The Cup Matters More Than You Think

The Cup Matters More Than You Think

The Ridgeway starts in Ivinghoe, which is either inspiring or alarming depending on how you feel about 87 miles of chalk path. We're doing it in stages, the sensible approach, and last weekend was the first leg. Four of us, good weather, the kind of walk where you solve most of the world's problems by the time you reach the pub.

We ended up outside, which meant plastic cups. You know the thing that happens with beer in plastic. It tastes wrong. The beer was the same beer they were serving inside, same barrel, same afternoon. But thinner somehow, cheaper.

I've thought about this with tea for years.

There's a reason people have a favourite tea cup. Not just habit, not just sentimentality (though both of those are doing real work), but because what you drink from changes what you taste. Or at least what you perceive.

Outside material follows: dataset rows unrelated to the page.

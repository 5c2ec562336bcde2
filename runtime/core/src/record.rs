//! Config records: the [`Record`] trait, the generic deserializer behind
//! it and the [`config_record!`](crate::config_record) declaration macro.

use std::fmt;
use std::path::{Path, PathBuf};

use serde_yaml::{Mapping, Value};

use crate::access::{self, Access, RecordState};
use crate::error::ConfigError;
use crate::loader;
use crate::schema::{Schema, SOURCE_PATH_FIELD};
use crate::types::runtime_type_name;
use crate::validation::validate_all;
use crate::value::{DeserializeContext, FieldValue};

/// A config record declared with [`config_record!`](crate::config_record).
///
/// The hidden methods are the plumbing the macro generates; callers use
/// the factory, load and serialization methods.
pub trait Record: Sized + Clone + fmt::Debug {
    fn schema() -> &'static Schema;

    #[doc(hidden)]
    fn blank() -> Self;

    #[doc(hidden)]
    fn state(&self) -> &RecordState;

    #[doc(hidden)]
    fn state_mut(&mut self) -> &mut RecordState;

    /// Decodes `value` into `field`; `Ok(false)` when no such field exists.
    #[doc(hidden)]
    fn assign(
        &mut self,
        field: &str,
        value: &Value,
        ctx: &DeserializeContext,
    ) -> Result<bool, ConfigError>;

    #[doc(hidden)]
    fn finish(&mut self, ctx: &DeserializeContext) -> Result<(), ConfigError>;

    #[doc(hidden)]
    fn encode_fields(&self) -> Mapping;

    /// Unloaded instance with every field at its default or placeholder.
    fn create() -> Self {
        Self::blank()
    }

    /// Like [`Record::create`], with some fields seeded from `overrides`.
    fn create_with<I, K>(overrides: I) -> Result<Self, ConfigError>
    where
        I: IntoIterator<Item = (K, Value)>,
        K: AsRef<str>,
    {
        let schema = Self::schema();
        let ctx = DeserializeContext::new(schema.name());
        let mut record = Self::blank();
        for (key, value) in overrides {
            let key = key.as_ref();
            if !record.assign(key, &value, &ctx.child(key))? {
                return Err(ConfigError::UnknownField {
                    record: schema.name(),
                    field: key.to_string(),
                });
            }
        }
        Ok(record)
    }

    fn is_loaded(&self) -> bool {
        self.state().is_loaded()
    }

    fn source_path(&self) -> &Path {
        self.state().source_path()
    }

    fn set_source_path(&mut self, path: impl Into<PathBuf>) {
        self.state_mut().set_source_path(path.into());
    }

    /// Loads the document at this instance's source path.
    fn load(&mut self) -> Result<(), ConfigError> {
        loader::load(self, None, false)
    }

    fn load_from(&mut self, path: impl AsRef<Path>, path_is_absolute: bool) -> Result<(), ConfigError> {
        loader::load(self, Some(path.as_ref()), path_is_absolute)
    }

    fn load_str(&mut self, content: &str) -> Result<(), ConfigError> {
        loader::load_from_str(self, content)
    }

    fn to_value(&self) -> Result<Value, ConfigError> {
        if !self.is_loaded() {
            let schema = Self::schema();
            let field = schema.fields().first().map_or(schema.name(), |decl| decl.name);
            return Err(ConfigError::NotLoaded {
                field: field.to_string(),
            });
        }
        Ok(Value::Mapping(self.encode_fields()))
    }

    fn to_yaml_string(&self) -> Result<String, ConfigError> {
        serde_yaml::to_string(&self.to_value()?).map_err(ConfigError::Serialize)
    }
}

/// Builds a fresh, still unloaded `R` from a document mapping.
///
/// Type validation of the mapping is the caller's job.
pub fn deserialize<R: Record>(document: &Mapping, ctx: &DeserializeContext) -> Result<R, ConfigError> {
    let schema = R::schema();
    let mut record = R::blank();

    for (key, value) in document {
        let Some(name) = key.as_str() else {
            return Err(ConfigError::InvalidValue {
                record: schema.name(),
                field: ctx.qualify(&render_key(key)),
                message: format!("document keys must be str, got {}", runtime_type_name(key)),
            });
        };
        if name == SOURCE_PATH_FIELD {
            tracing::debug!(record = schema.name(), "document `{SOURCE_PATH_FIELD}` ignored");
            continue;
        }
        match schema.field(name) {
            None if schema.is_strict() => {
                return Err(ConfigError::UnknownField {
                    record: schema.name(),
                    field: ctx.qualify(name),
                });
            }
            None => {
                tracing::debug!(record = schema.name(), field = name, "unknown field ignored");
            }
            // An explicit null counts as omitted unless the field is nullable.
            Some(decl) if value.is_null() && !decl.ty.is_nullable() => {}
            Some(_) => {
                record.assign(name, value, &ctx.child(name))?;
            }
        }
    }

    record.finish(ctx)?;
    Ok(record)
}

fn render_key(key: &Value) -> String {
    match key {
        Value::Null => "~".to_string(),
        Value::Bool(flag) => flag.to_string(),
        Value::Number(number) => number.to_string(),
        Value::String(text) => text.clone(),
        other => format!("<{}>", runtime_type_name(other)),
    }
}

/// Conversion of a declared default into its field type.
///
/// Unlike `From`, the only impls are the identity and string literals, so
/// unsuffixed numeric literals infer the field's own type.
#[doc(hidden)]
pub trait FromFieldDefault<S> {
    fn from_field_default(source: S) -> Self;
}

impl<T> FromFieldDefault<T> for T {
    fn from_field_default(source: T) -> Self {
        source
    }
}

impl FromFieldDefault<&str> for String {
    fn from_field_default(source: &str) -> Self {
        source.to_string()
    }
}

impl FromFieldDefault<&str> for PathBuf {
    fn from_field_default(source: &str) -> Self {
        PathBuf::from(source)
    }
}

/// Decodes a nested record: validation, deserialization and the loaded flag.
pub fn decode_nested<R: Record>(value: &Value, ctx: &DeserializeContext) -> Result<R, ConfigError> {
    let schema = R::schema();
    let Value::Mapping(document) = value else {
        return Err(ctx.invalid(format!(
            "expected {}, got {}",
            schema.name(),
            runtime_type_name(value)
        )));
    };

    let nested = ctx.nested(schema.name());
    let findings = validate_all(document, schema, &nested);
    if !findings.is_empty() {
        return Err(ConfigError::Validation { findings });
    }

    let mut record = deserialize::<R>(document, &nested)?;
    record.state_mut().mark_loaded();
    Ok(record)
}

/// Initial slot value of a field: its default decoded into `T`.
pub fn placeholder<T: FieldValue>(schema: &Schema, field: &'static str) -> Option<T> {
    let value = schema.default_value(field)?;
    let ctx = DeserializeContext::new(schema.name()).child(field);
    match T::decode(&value, &ctx) {
        Ok(decoded) => Some(decoded),
        Err(err) => {
            tracing::warn!(record = schema.name(), field, "default does not fit its field: {err}");
            None
        }
    }
}

/// Final pass over one slot after the document has been applied.
///
/// Absent nullable fields become null; anything still empty fails through
/// the access guard.
pub fn settle<T: FieldValue>(
    state: &RecordState,
    slot: &mut Option<T>,
    field: &'static str,
    ctx: &DeserializeContext,
) -> Result<(), ConfigError> {
    if slot.is_none() && T::field_type().is_nullable() {
        *slot = Some(T::decode(&Value::Null, &ctx.child(field))?);
    }
    access::read(state, Access::Deserializing(ctx), field, slot)?;
    Ok(())
}

/// Declares a config record.
///
/// ```
/// use typed_config::{config_record, Record};
///
/// config_record! {
///     /// Connection settings.
///     pub struct Database {
///         host: String = "localhost",
///         port: u16 = 5432u16,
///         replicas: Vec<String>,
///     }
/// }
///
/// config_record! {
///     pub struct AppConfig (source_path = "app.yml", strict = true) {
///         name: String,
///         database: Database,
///         timeout_secs: Option<u64>,
///     }
/// }
///
/// let mut config = AppConfig::create();
/// assert!(config.name().is_err());
/// config
///     .load_str("name: demo\ndatabase:\n  port: 6543\n")
///     .expect("load");
/// assert_eq!(config.name().expect("name"), "demo");
/// assert_eq!(*config.database().expect("db").port().expect("port"), 6543);
/// assert_eq!(*config.timeout_secs().expect("timeout"), None);
/// ```
///
/// Options in parentheses are [`SchemaBuilder`](crate::SchemaBuilder)
/// methods: `source_path`, `path_is_absolute` and `strict`. Each field gets
/// an accessor of the same name that fails with
/// [`ConfigError::NotLoaded`] until the record is loaded. The struct derives
/// `Clone`; its `Debug` output and [`FieldValue::encode`](crate::FieldValue)
/// show no field values until it is loaded (`encode` gives null).
#[macro_export]
macro_rules! config_record {
    (
        $(#[$meta:meta])*
        $vis:vis struct $name:ident $( ( $($opt:ident = $optval:expr),* $(,)? ) )? {
            $(
                $(#[$fmeta:meta])*
                $field:ident : $ty:ty $( = $default:expr )?
            ),* $(,)?
        }
    ) => {
        $(#[$meta])*
        #[derive(Clone)]
        $vis struct $name {
            __state: $crate::RecordState,
            $( $field: ::core::option::Option<$ty>, )*
        }

        impl $name {
            $(
                $(#[$fmeta])*
                pub fn $field(&self) -> ::core::result::Result<&$ty, $crate::ConfigError> {
                    $crate::access::read(
                        &self.__state,
                        $crate::Access::Caller,
                        ::core::stringify!($field),
                        &self.$field,
                    )
                }
            )*
        }

        impl ::core::fmt::Debug for $name {
            fn fmt(&self, f: &mut ::core::fmt::Formatter<'_>) -> ::core::fmt::Result {
                let mut out = f.debug_struct(::core::stringify!($name));
                out.field("source_path", &self.__state.source_path());
                if !self.__state.is_loaded() {
                    return out.finish_non_exhaustive();
                }
                $(
                    if let ::core::option::Option::Some(value) = &self.$field {
                        out.field(::core::stringify!($field), value);
                    }
                )*
                out.finish()
            }
        }

        impl $crate::Record for $name {
            fn schema() -> &'static $crate::Schema {
                static SCHEMA: ::std::sync::OnceLock<$crate::Schema> = ::std::sync::OnceLock::new();
                SCHEMA.get_or_init(|| {
                    let builder = $crate::Schema::builder(::core::stringify!($name));
                    $( $( let builder = builder.$opt($optval); )* )?
                    builder
                        $(
                            .field(
                                $crate::FieldDecl::new(
                                    ::core::stringify!($field),
                                    <$ty as $crate::FieldValue>::field_type(),
                                )
                                $(
                                    .with_default($crate::FieldDefault::Factory(|| {
                                        let value = <$ty as $crate::record::FromFieldDefault<_>>::from_field_default(
                                            $default,
                                        );
                                        <$ty as $crate::FieldValue>::encode_default(&value)
                                    }))
                                )?
                            )
                        )*
                        .build()
                })
            }

            fn blank() -> Self {
                let schema = <Self as $crate::Record>::schema();
                Self {
                    __state: $crate::RecordState::new(
                        schema.name(),
                        schema.source_path().to_path_buf(),
                    ),
                    $( $field: $crate::record::placeholder::<$ty>(schema, ::core::stringify!($field)), )*
                }
            }

            fn state(&self) -> &$crate::RecordState {
                &self.__state
            }

            fn state_mut(&mut self) -> &mut $crate::RecordState {
                &mut self.__state
            }

            fn assign(
                &mut self,
                field: &str,
                value: &$crate::Value,
                ctx: &$crate::DeserializeContext,
            ) -> ::core::result::Result<bool, $crate::ConfigError> {
                $(
                    if field == ::core::stringify!($field) {
                        self.$field = ::core::option::Option::Some(
                            <$ty as $crate::FieldValue>::decode(value, ctx)?,
                        );
                        return ::core::result::Result::Ok(true);
                    }
                )*
                let _ = (field, value, ctx);
                ::core::result::Result::Ok(false)
            }

            fn finish(
                &mut self,
                ctx: &$crate::DeserializeContext,
            ) -> ::core::result::Result<(), $crate::ConfigError> {
                $(
                    $crate::record::settle(
                        &self.__state,
                        &mut self.$field,
                        ::core::stringify!($field),
                        ctx,
                    )?;
                )*
                let _ = ctx;
                ::core::result::Result::Ok(())
            }

            fn encode_fields(&self) -> $crate::Mapping {
                #[allow(unused_mut)]
                let mut fields = $crate::Mapping::new();
                $(
                    if let ::core::option::Option::Some(value) = &self.$field {
                        fields.insert(
                            $crate::Value::from(::core::stringify!($field)),
                            <$ty as $crate::FieldValue>::encode(value),
                        );
                    }
                )*
                fields
            }
        }

        impl $crate::FieldValue for $name {
            fn field_type() -> $crate::FieldType {
                $crate::FieldType::Record($crate::RecordRef::new(
                    <Self as $crate::Record>::schema,
                ))
            }

            fn decode(
                value: &$crate::Value,
                ctx: &$crate::DeserializeContext,
            ) -> ::core::result::Result<Self, $crate::ConfigError> {
                $crate::record::decode_nested::<Self>(value, ctx)
            }

            fn encode(&self) -> $crate::Value {
                if !<Self as $crate::Record>::is_loaded(self) {
                    return $crate::Value::Null;
                }
                $crate::Value::Mapping(<Self as $crate::Record>::encode_fields(self))
            }

            fn encode_default(&self) -> $crate::Value {
                $crate::Value::Mapping(<Self as $crate::Record>::encode_fields(self))
            }
        }
    };
}
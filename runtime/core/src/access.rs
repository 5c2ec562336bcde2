use std::path::{Path, PathBuf};

use crate::error::ConfigError;
use crate::value::DeserializeContext;

/// Per-instance bookkeeping every config record carries next to its fields.
#[derive(Debug, Clone)]
pub struct RecordState {
    record: &'static str,
    source_path: PathBuf,
    loaded: bool,
}

impl RecordState {
    pub fn new(record: &'static str, source_path: PathBuf) -> Self {
        Self {
            record,
            source_path,
            loaded: false,
        }
    }

    pub fn record(&self) -> &'static str {
        self.record
    }

    pub fn source_path(&self) -> &Path {
        &self.source_path
    }

    pub fn set_source_path(&mut self, path: PathBuf) {
        self.source_path = path;
    }

    pub fn is_loaded(&self) -> bool {
        self.loaded
    }

    pub(crate) fn mark_loaded(&mut self) {
        self.loaded = true;
    }
}

/// Who is reading a field.
#[derive(Debug, Clone, Copy)]
pub enum Access<'a> {
    Caller,
    Deserializing(&'a DeserializeContext),
}

/// Guarded read of one field slot.
pub fn read<'a, T>(
    state: &RecordState,
    access: Access<'_>,
    field: &'static str,
    slot: &'a Option<T>,
) -> Result<&'a T, ConfigError> {
    if state.is_loaded() {
        return slot.as_ref().ok_or_else(|| ConfigError::MissingField {
            record: state.record(),
            field: field.to_string(),
        });
    }

    match access {
        Access::Caller => Err(ConfigError::NotLoaded {
            field: field.to_string(),
        }),
        Access::Deserializing(ctx) => slot.as_ref().ok_or_else(|| ConfigError::MissingField {
            record: ctx.record(),
            field: ctx.qualify(field),
        }),
    }
}

#[cfg(test)]
mod tests {
    use super::*;

    fn unloaded() -> RecordState {
        RecordState::new("Sample", PathBuf::from("/tmp/config.yml"))
    }

    #[test]
    fn callers_cannot_read_before_load() {
        let state = unloaded();
        let err = read(&state, Access::Caller, "port", &Some(8080)).unwrap_err();
        match err {
            ConfigError::NotLoaded { field } => assert_eq!(field, "port"),
            other => panic!("unexpected error: {other:?}"),
        }
    }

    #[test]
    fn deserializer_sees_placeholders() {
        let state = unloaded();
        let ctx = DeserializeContext::new("Sample");
        let value = read(&state, Access::Deserializing(&ctx), "port", &Some(8080)).expect("read");
        assert_eq!(*value, 8080);

        let err = read::<u16>(&state, Access::Deserializing(&ctx.child("server")), "port", &None)
            .unwrap_err();
        match err {
            ConfigError::MissingField { record, field } => {
                assert_eq!(record, "Sample");
                assert_eq!(field, "server.port");
            }
            other => panic!("unexpected error: {other:?}"),
        }
    }

    #[test]
    fn loaded_state_is_terminal() {
        let mut state = unloaded();
        state.mark_loaded();
        state.set_source_path(PathBuf::from("other.yml"));
        assert!(state.is_loaded());
        assert_eq!(*read(&state, Access::Caller, "port", &Some(1)).expect("read"), 1);
        assert_eq!(state.source_path(), Path::new("other.yml"));
    }
}
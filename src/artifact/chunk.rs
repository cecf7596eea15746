//! Chunk splitting and reassembly
//!
//! Model packages are stored and replicated as fixed-size chunks. Splitting
//! is deterministic: identical bytes and chunk size always produce identical
//! chunk sequences. The assembler keys on chunk index, not arrival order, so
//! out-of-order delivery from the transport layer is fine.

use crate::errors::{DepotError, Result};

/// One stored chunk of a model package.
#[derive(Debug, Clone, PartialEq, Eq)]
pub struct Chunk {
    /// Model this chunk belongs to
    pub model_id: String,

    /// Position in the package, 0-based and dense
    pub index: u32,

    /// Raw chunk content
    pub bytes: Vec<u8>,
}

/// Split a package into chunks of `chunk_size` bytes.
///
/// Every chunk except the last has length exactly `chunk_size`; the last
/// carries the remainder. Empty input yields an empty chunk sequence.
pub fn split(model_id: &str, bytes: &[u8], chunk_size: usize) -> Result<Vec<Chunk>> {
    if chunk_size == 0 {
        return Err(DepotError::Config(
            "chunk size must be greater than zero".to_string(),
        ));
    }

    let chunks = bytes
        .chunks(chunk_size)
        .enumerate()
        .map(|(i, part)| Chunk {
            model_id: model_id.to_string(),
            index: i as u32,
            bytes: part.to_vec(),
        })
        .collect();

    Ok(chunks)
}

/// Reassemble the original package from its chunks.
///
/// The chunk sequence may arrive in any order; it is sorted by index before
/// concatenation. Fails if the count differs from `expected_total` or if any
/// index is duplicated or out of range.
pub fn assemble(expected_total: u32, mut chunks: Vec<Chunk>) -> Result<Vec<u8>> {
    if chunks.len() as u32 != expected_total {
        return Err(DepotError::ChunkCountMismatch {
            expected: expected_total,
            actual: chunks.len() as u32,
        });
    }

    chunks.sort_by_key(|c| c.index);

    let mut out = Vec::with_capacity(chunks.iter().map(|c| c.bytes.len()).sum());
    for (i, chunk) in chunks.iter().enumerate() {
        if chunk.index != i as u32 {
            return Err(DepotError::ChunkIndex {
                model_id: chunk.model_id.clone(),
                index: chunk.index,
            });
        }
        out.extend_from_slice(&chunk.bytes);
    }

    Ok(out)
}

/// Number of chunks a package of `len` bytes splits into.
pub fn chunk_count(len: u64, chunk_size: usize) -> u32 {
    len.div_ceil(chunk_size as u64) as u32
}
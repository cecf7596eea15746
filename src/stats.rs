//! Per-model inference statistics
//!
//! Counters are atomics so the hot dispatch path never takes a lock.

use serde::Serialize;
use std::sync::atomic::{AtomicU64, Ordering};
use std::time::Instant;

/// Statistics for one deployed model.
#[derive(Debug)]
pub struct ModelStats {
    /// Successful inference calls
    pub predict_count: AtomicU64,

    /// Failed inference calls
    pub predict_failures: AtomicU64,

    /// Cumulative inference latency in microseconds
    pub total_latency_micros: AtomicU64,

    /// When the model became ready
    pub deployed_at: Instant,
}

/// Point-in-time copy of the counters, for status output.
#[derive(Debug, Clone, Serialize)]
pub struct StatsSnapshot {
    pub predict_count: u64,
    pub predict_failures: u64,
    pub avg_latency_ms: f64,
    pub uptime_seconds: u64,
}

impl Default for ModelStats {
    fn default() -> Self {
        Self::new()
    }
}

impl ModelStats {
    pub fn new() -> Self {
        Self {
            predict_count: AtomicU64::new(0),
            predict_failures: AtomicU64::new(0),
            total_latency_micros: AtomicU64::new(0),
            deployed_at: Instant::now(),
        }
    }

    /// Record a successful inference call and its latency.
    pub fn record_success(&self, latency_micros: u64) {
        self.predict_count.fetch_add(1, Ordering::Relaxed);
        self.total_latency_micros
            .fetch_add(latency_micros, Ordering::Relaxed);
    }

    /// Record a failed inference call.
    pub fn record_failure(&self) {
        self.predict_failures.fetch_add(1, Ordering::Relaxed);
    }

    /// Average latency per successful call in milliseconds.
    pub fn avg_latency_ms(&self) -> f64 {
        let count = self.predict_count.load(Ordering::Relaxed);
        if count == 0 {
            return 0.0;
        }
        self.total_latency_micros.load(Ordering::Relaxed) as f64 / count as f64 / 1000.0
    }

    pub fn snapshot(&self) -> StatsSnapshot {
        StatsSnapshot {
            predict_count: self.predict_count.load(Ordering::Relaxed),
            predict_failures: self.predict_failures.load(Ordering::Relaxed),
            avg_latency_ms: self.avg_latency_ms(),
            uptime_seconds: self.deployed_at.elapsed().as_secs(),
        }
    }
}
use crate::errors::{DepotError, Result};
use serde::{Deserialize, Serialize};
use std::fs;
use std::path::{Path, PathBuf};

/// Default chunk size for stored model content: 10MB.
///
/// Exposed as a config tunable; every chunk except the last one is exactly
/// this many bytes.
pub const DEFAULT_CHUNK_SIZE: usize = 10_000_000;

/// Default cap on models resident on one node at a time.
pub const DEFAULT_MAX_MODELS_PER_NODE: usize = 10;

/// Depot configuration: storage layout, chunking, and load behavior.
///
/// This struct is serialized to TOML and saved at `~/.depot/depot.toml`.
/// All on-disk state for one model id lives under directories derived from
/// `root_dir`, so cache cleanup is a matter of removing those directories.
///
/// # Examples
///
/// ```
/// use depot::config::DepotConfig;
///
/// let config = DepotConfig::for_root("/tmp/depot".into());
/// assert!(config.upload_dir("m1").ends_with("upload/m1"));
/// assert!(config.deploy_dir("m1").ends_with("deploy/m1"));
/// assert!(config.model_dir("m1").ends_with("models/m1"));
/// ```
#[derive(Debug, Clone, Serialize, Deserialize)]
pub struct DepotConfig {
    /// Root directory for all depot state
    pub root_dir: PathBuf,

    /// Size of stored model chunks in bytes
    pub chunk_size_bytes: usize,

    /// Run one synthetic inference per predictor at load time
    pub warm_up: bool,

    /// Maximum number of models resident on this node at once
    pub max_models_per_node: usize,
}

impl Default for DepotConfig {
    fn default() -> Self {
        let root = dirs::home_dir()
            .unwrap_or_else(|| PathBuf::from("."))
            .join(".depot");
        Self::for_root(root)
    }
}

impl DepotConfig {
    /// Create a configuration rooted at the given directory, with defaults
    /// for everything else.
    pub fn for_root(root_dir: PathBuf) -> Self {
        Self {
            root_dir,
            chunk_size_bytes: DEFAULT_CHUNK_SIZE,
            warm_up: true,
            max_models_per_node: DEFAULT_MAX_MODELS_PER_NODE,
        }
    }

    /// Get default configuration file path: `~/.depot/depot.toml`
    pub fn default_path() -> Result<PathBuf> {
        let home = dirs::home_dir()
            .ok_or_else(|| DepotError::Config("Could not determine home directory".to_string()))?;

        Ok(home.join(".depot").join("depot.toml"))
    }

    /// Staging directory for an in-progress upload of one model.
    pub fn upload_dir(&self, model_id: &str) -> PathBuf {
        self.root_dir.join("upload").join(model_id)
    }

    /// Staging directory for chunk reassembly and the merged package file.
    pub fn deploy_dir(&self, model_id: &str) -> PathBuf {
        self.root_dir.join("deploy").join(model_id)
    }

    /// Working directory the package archive is unpacked into.
    pub fn model_dir(&self, model_id: &str) -> PathBuf {
        self.root_dir.join("models").join(model_id)
    }

    /// Directory for the file-backed document store.
    pub fn store_dir(&self) -> PathBuf {
        self.root_dir.join("store")
    }

    /// Directory for rotating log files.
    pub fn log_dir(&self) -> PathBuf {
        self.root_dir.join("logs")
    }

    /// Validate tunables that have hard lower bounds.
    pub fn validate(&self) -> Result<()> {
        if self.chunk_size_bytes == 0 {
            return Err(DepotError::Config(
                "chunk_size_bytes must be greater than zero".to_string(),
            ));
        }
        if self.max_models_per_node == 0 {
            return Err(DepotError::Config(
                "max_models_per_node must be greater than zero".to_string(),
            ));
        }
        Ok(())
    }

    /// Save configuration to file.
    ///
    /// Creates parent directories if they don't exist.
    /// Uses atomic write (temp file + rename) to prevent corruption.
    pub fn save(&self, path: &Path) -> Result<()> {
        if let Some(parent) = path.parent() {
            fs::create_dir_all(parent).map_err(|e| {
                tracing::error!(
                    path = %parent.display(),
                    error = %e,
                    "Failed to create config directory"
                );
                e
            })?;
        }

        let toml_string = toml::to_string_pretty(self)?;

        let temp_path = path.with_extension("toml.tmp");
        fs::write(&temp_path, &toml_string)?;
        fs::rename(&temp_path, path)?;

        tracing::info!(path = %path.display(), "Depot configuration saved");
        Ok(())
    }

    /// Load configuration from file.
    pub fn load(path: &Path) -> Result<Self> {
        let content = fs::read_to_string(path).map_err(|e| {
            tracing::error!(
                path = %path.display(),
                error = %e,
                "Failed to read config file"
            );
            e
        })?;

        let config: Self = toml::from_str(&content)?;
        config.validate()?;

        tracing::info!(
            path = %path.display(),
            root = %config.root_dir.display(),
            "Depot configuration loaded"
        );

        Ok(config)
    }

    /// Load the config at the default path, falling back to defaults when
    /// no file exists yet.
    pub fn load_or_default() -> Result<Self> {
        let path = Self::default_path()?;
        if path.exists() {
            Self::load(&path)
        } else {
            Ok(Self::default())
        }
    }
}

Russell Jones, in The Power of Your Senses, describes an experiment with coffee served in red and blue cups. The subject was asked which they preferred without knowing it was the same coffee. They consistently preferred the red cup, rating the contents as warmer and more comforting. Their judgements on the perception of flavour was being influenced by what they were actually seeing.

It sounds like a trick. It isn't. It's just how perception works.

Tea and memory does the same thing, and arguably more powerfully. A mug connected to somewhere, someone, or some point in your life arrives with context already loaded. That changes what you taste before the kettle's even boiled.

We did a lot of our tea tasting training blindfolded. It sounds eccentric, and it probably looked it. The point was to stop leaning on sight. Sight is the dominant sense, and it flatters or undermines everything else before you've registered you're doing it. Tasting blind forces you to actually taste.

You don't need a blindfold. But closing your eyes for the first few sips is worth trying, especially with a tea you think you know well. You might find it tastes different. You might find it tastes better.

And if you have a favourite tea cup, keep using it. There's nothing unscientific about that. But try your usual tea in fine china sometime, proper thin stuff. It feels like more of an occasion before you've taken a sip, and that matters more than you'd expect. Small cup, different experience entirely.